◆ Exercise
Look through the records below for the line with "assert_eq!(levels[2].horizon, 30);" and the line with "iterations += 1;", then return those lines and all lines between, exactly.
START Entries shown
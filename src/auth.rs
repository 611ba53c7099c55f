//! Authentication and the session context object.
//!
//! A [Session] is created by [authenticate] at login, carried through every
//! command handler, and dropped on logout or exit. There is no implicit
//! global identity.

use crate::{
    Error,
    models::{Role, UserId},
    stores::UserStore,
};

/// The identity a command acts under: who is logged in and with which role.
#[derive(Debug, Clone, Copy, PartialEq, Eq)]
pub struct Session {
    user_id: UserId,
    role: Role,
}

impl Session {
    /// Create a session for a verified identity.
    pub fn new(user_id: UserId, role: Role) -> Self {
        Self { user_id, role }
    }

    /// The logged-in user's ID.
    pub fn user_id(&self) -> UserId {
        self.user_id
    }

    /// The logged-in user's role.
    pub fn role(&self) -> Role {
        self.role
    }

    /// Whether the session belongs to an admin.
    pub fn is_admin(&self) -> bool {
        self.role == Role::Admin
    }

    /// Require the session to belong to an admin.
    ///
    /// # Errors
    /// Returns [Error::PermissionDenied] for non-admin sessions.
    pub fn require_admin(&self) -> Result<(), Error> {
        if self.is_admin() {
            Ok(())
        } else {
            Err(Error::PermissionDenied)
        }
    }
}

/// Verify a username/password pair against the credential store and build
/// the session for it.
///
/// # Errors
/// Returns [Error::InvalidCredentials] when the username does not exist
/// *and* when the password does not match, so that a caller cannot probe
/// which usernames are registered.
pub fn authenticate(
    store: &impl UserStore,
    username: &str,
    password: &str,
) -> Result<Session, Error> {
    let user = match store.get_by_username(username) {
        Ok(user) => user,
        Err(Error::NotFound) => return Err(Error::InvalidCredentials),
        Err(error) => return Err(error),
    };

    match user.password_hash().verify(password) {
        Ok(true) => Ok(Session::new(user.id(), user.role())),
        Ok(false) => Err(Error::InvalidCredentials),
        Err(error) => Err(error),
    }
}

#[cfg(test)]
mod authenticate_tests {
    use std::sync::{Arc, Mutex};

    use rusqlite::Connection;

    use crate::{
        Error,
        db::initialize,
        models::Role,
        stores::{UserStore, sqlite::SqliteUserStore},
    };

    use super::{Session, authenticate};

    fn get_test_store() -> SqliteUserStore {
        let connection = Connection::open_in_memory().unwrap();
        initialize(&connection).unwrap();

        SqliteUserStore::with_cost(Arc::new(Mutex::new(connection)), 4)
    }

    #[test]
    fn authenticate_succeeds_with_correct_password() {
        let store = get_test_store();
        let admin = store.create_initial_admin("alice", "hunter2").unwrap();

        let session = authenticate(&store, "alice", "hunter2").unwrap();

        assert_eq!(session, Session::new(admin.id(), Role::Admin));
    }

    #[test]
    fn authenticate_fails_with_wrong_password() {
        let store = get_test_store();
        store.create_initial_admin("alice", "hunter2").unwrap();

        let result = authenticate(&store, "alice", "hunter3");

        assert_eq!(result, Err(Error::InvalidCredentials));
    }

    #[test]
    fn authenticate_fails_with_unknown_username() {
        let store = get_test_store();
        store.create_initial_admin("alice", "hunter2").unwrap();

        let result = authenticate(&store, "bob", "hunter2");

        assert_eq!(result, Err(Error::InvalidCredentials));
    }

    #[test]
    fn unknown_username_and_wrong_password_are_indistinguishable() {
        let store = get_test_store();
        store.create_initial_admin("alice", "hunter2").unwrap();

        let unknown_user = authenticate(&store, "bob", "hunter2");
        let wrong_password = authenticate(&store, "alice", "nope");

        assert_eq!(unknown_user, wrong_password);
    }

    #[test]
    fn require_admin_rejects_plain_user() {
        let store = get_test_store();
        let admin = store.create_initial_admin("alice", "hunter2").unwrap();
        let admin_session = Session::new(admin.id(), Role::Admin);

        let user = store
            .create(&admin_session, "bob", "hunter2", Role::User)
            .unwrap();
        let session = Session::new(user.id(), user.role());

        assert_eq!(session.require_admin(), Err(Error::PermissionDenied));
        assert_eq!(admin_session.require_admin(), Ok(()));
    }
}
END Entries shown
START Entries shown
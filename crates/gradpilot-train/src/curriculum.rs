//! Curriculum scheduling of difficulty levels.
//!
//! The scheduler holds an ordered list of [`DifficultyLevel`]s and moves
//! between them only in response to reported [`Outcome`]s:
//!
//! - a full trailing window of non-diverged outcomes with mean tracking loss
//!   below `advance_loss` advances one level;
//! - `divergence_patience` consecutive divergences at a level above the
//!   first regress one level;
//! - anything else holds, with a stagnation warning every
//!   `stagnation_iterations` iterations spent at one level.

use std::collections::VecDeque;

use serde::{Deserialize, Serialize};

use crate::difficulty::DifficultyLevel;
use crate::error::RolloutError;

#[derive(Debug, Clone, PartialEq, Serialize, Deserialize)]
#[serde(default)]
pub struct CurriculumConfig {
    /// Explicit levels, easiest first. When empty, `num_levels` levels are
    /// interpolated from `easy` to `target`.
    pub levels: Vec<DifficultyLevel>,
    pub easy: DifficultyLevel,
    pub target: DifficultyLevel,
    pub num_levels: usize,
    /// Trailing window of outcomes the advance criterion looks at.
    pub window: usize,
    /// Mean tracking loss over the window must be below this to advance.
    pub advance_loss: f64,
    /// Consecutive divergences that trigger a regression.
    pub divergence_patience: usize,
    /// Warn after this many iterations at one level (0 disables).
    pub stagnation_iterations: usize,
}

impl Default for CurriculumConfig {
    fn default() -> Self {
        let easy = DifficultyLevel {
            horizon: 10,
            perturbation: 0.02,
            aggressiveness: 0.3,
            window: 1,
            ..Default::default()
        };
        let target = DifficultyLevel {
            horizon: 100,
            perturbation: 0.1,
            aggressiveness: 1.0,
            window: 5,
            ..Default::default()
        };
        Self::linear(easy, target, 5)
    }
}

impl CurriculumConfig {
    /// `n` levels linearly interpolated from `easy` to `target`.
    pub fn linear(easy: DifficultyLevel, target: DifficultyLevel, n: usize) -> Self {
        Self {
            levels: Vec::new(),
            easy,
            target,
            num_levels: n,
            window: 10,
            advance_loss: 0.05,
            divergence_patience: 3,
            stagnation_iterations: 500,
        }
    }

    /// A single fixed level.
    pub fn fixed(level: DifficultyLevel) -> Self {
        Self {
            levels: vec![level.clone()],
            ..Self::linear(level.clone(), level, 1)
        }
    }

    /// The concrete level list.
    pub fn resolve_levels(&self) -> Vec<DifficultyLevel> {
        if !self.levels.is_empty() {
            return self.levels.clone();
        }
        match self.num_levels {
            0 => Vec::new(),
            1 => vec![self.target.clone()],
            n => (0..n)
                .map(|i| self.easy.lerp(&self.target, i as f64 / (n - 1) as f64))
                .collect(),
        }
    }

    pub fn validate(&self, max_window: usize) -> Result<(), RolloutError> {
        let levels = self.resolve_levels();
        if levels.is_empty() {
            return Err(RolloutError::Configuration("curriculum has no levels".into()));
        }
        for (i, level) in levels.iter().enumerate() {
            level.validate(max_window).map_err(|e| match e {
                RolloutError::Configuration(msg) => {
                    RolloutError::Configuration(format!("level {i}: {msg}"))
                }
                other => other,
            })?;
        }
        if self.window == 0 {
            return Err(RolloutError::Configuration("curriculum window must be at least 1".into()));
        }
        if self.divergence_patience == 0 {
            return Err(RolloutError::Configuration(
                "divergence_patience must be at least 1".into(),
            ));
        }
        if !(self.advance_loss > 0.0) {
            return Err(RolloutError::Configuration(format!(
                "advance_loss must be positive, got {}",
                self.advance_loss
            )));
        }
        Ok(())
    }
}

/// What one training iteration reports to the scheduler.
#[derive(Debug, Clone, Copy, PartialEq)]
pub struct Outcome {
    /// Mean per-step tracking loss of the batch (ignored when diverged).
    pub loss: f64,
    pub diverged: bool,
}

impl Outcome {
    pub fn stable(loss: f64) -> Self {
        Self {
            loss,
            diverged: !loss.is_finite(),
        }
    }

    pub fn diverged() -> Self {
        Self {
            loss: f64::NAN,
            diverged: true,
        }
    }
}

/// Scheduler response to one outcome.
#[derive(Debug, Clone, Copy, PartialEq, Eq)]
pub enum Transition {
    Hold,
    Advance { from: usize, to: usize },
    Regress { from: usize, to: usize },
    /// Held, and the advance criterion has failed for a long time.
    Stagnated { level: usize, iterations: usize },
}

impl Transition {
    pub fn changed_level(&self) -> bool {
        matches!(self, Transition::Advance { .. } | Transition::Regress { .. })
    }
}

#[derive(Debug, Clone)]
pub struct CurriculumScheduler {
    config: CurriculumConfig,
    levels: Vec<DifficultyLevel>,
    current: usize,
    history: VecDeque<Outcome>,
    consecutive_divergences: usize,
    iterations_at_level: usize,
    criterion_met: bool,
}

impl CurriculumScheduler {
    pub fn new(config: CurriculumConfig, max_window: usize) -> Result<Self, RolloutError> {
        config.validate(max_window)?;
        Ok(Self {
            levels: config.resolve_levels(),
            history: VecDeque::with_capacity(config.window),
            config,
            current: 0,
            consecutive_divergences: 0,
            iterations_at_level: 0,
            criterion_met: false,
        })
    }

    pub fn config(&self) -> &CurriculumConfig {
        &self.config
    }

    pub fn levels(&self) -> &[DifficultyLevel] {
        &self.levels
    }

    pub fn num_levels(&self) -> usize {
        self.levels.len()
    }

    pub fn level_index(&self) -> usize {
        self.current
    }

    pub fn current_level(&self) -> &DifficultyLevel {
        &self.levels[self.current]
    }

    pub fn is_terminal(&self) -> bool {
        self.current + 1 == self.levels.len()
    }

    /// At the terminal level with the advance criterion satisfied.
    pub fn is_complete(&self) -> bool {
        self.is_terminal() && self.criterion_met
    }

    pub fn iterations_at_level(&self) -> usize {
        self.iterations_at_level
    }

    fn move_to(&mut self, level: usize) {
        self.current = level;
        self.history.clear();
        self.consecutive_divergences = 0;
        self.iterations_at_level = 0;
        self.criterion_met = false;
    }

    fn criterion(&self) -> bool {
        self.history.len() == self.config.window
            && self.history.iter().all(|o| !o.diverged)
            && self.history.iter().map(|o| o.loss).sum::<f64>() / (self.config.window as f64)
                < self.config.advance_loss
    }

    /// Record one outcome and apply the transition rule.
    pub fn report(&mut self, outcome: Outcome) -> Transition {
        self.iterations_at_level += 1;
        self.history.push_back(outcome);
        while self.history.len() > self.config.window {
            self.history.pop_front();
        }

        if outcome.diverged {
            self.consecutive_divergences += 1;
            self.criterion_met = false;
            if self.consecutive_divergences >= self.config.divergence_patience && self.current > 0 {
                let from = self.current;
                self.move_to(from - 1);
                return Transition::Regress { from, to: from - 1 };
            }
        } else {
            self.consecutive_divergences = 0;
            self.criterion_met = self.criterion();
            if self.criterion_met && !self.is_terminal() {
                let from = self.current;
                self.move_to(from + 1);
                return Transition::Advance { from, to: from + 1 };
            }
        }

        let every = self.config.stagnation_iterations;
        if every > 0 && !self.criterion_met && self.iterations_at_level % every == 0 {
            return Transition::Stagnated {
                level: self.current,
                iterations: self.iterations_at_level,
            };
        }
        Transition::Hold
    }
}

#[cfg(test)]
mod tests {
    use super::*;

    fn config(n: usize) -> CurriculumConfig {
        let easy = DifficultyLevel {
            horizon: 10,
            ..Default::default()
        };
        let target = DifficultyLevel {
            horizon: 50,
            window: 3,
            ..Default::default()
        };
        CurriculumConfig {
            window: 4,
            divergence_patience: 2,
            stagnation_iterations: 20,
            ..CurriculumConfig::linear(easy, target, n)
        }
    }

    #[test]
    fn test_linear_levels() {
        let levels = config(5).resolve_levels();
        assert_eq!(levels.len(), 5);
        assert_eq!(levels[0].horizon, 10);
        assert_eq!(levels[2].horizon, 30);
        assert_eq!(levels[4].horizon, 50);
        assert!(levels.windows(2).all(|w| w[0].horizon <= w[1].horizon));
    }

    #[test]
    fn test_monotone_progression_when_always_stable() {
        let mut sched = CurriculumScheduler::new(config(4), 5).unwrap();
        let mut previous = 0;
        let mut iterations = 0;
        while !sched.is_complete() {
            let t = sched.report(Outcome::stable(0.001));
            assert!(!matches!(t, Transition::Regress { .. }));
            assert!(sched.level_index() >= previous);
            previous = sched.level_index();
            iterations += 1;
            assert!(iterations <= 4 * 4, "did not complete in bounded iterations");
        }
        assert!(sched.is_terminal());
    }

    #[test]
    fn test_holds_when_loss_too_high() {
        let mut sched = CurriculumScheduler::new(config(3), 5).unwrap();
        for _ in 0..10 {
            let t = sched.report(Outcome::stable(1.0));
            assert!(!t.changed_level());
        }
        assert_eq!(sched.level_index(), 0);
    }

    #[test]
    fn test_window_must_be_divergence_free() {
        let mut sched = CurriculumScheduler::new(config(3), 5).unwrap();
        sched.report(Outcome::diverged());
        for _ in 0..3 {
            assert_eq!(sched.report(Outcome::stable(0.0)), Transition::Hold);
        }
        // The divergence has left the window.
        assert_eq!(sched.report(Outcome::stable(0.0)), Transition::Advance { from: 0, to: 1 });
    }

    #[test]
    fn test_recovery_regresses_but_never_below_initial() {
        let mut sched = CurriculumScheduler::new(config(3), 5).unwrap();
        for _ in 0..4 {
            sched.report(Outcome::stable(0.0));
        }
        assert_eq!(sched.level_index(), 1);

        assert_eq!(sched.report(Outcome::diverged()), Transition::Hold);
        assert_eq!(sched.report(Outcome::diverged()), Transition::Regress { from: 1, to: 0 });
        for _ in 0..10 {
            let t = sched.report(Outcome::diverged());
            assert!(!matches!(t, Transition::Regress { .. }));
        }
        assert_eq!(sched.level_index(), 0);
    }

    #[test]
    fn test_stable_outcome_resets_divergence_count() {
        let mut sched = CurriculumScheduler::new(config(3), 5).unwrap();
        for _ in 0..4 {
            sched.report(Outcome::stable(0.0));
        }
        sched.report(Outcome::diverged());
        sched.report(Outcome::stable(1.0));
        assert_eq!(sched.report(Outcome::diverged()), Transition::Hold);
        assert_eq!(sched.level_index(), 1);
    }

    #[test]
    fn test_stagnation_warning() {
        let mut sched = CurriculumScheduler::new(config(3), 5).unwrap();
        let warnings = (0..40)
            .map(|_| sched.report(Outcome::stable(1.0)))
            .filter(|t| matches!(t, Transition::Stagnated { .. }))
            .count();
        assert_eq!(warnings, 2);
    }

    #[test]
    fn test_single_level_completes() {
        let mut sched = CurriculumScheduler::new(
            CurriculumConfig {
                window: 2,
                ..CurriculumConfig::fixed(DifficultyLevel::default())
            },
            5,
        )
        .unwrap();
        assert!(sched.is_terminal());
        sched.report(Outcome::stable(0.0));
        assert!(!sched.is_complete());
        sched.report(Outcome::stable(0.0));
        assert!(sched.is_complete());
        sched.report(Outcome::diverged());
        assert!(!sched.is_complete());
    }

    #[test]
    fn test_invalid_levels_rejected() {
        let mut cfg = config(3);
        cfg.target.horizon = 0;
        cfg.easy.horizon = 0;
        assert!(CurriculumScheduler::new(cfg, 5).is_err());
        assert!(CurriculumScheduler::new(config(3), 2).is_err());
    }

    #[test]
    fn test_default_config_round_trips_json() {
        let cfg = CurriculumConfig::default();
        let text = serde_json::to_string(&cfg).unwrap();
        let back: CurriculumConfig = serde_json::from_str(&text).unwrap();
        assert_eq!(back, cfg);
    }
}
END Entries shown
START Entries shown
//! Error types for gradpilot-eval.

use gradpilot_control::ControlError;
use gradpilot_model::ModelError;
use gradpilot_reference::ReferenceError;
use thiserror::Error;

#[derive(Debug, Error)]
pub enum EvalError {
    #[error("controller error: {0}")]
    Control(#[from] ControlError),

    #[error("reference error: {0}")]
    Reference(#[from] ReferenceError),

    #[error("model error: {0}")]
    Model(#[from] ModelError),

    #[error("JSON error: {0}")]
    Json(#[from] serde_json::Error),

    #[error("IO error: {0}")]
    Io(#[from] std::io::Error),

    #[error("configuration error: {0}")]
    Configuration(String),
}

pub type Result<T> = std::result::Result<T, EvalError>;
END Entries shown
◆ Solution
        assert_eq!(levels[2].horizon, 30);
        assert_eq!(levels[4].horizon, 50);
        assert!(levels.windows(2).all(|w| w[0].horizon <= w[1].horizon));
    }

    #[test]
    fn test_monotone_progression_when_always_stable() {
        let mut sched = CurriculumScheduler::new(config(4), 5).unwrap();
        let mut previous = 0;
        let mut iterations = 0;
        while !sched.is_complete() {
            let t = sched.report(Outcome::stable(0.001));
            assert!(!matches!(t, Transition::Regress { .. }));
            assert!(sched.level_index() >= previous);
            previous = sched.level_index();
            iterations += 1;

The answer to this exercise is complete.